**Work request:**
In the listing below, locate the line containing "for line in" and the line containing "pub struct EnhancedAccountValidator;". Output both of them and every line between, exactly as written, and nothing more.

•••••

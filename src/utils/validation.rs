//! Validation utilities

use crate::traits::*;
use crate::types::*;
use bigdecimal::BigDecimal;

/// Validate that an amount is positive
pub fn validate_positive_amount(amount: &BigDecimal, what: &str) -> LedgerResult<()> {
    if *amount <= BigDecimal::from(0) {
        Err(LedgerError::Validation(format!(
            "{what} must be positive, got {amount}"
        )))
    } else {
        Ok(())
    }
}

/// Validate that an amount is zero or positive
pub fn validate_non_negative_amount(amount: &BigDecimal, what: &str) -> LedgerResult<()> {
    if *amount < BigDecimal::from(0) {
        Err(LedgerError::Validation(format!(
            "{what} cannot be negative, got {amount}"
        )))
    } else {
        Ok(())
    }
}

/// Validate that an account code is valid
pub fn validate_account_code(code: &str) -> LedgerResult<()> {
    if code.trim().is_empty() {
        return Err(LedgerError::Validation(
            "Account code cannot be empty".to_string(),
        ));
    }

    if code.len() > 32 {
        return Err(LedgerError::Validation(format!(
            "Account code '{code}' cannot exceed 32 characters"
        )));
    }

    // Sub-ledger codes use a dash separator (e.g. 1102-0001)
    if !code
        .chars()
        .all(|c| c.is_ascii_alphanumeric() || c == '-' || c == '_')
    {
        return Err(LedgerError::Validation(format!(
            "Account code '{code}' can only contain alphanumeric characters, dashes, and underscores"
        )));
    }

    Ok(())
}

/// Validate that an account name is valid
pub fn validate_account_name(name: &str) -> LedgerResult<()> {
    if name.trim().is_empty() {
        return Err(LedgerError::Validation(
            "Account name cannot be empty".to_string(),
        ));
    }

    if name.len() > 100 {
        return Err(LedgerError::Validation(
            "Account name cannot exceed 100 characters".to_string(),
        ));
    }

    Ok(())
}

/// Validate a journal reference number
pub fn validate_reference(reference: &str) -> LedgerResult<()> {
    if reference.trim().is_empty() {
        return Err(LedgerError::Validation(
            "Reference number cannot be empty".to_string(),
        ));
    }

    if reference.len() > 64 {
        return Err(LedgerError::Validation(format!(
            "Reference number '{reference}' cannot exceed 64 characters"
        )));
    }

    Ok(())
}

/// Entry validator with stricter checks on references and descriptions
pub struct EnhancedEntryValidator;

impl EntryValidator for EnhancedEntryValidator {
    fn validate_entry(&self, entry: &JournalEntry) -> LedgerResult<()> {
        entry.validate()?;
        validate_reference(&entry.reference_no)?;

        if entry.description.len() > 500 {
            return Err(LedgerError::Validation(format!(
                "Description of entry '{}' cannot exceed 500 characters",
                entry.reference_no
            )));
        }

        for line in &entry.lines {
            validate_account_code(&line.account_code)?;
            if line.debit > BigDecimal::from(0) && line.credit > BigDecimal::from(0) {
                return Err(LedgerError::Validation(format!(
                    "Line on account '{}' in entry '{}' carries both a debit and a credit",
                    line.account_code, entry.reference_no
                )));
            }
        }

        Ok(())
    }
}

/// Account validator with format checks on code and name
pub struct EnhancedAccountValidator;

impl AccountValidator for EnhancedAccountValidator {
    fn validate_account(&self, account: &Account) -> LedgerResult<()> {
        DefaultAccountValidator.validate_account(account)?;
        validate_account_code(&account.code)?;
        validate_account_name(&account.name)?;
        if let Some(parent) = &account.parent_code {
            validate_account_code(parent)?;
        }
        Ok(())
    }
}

•••••

**Response:**
        for line in &entry.lines {
            validate_account_code(&line.account_code)?;
            if line.debit > BigDecimal::from(0) && line.credit > BigDecimal::from(0) {
                return Err(LedgerError::Validation(format!(
                    "Line on account '{}' in entry '{}' carries both a debit and a credit",
                    line.account_code, entry.reference_no
                )));
            }
        }

        Ok(())
    }
}

/// Account validator with format checks on code and name
pub struct EnhancedAccountValidator;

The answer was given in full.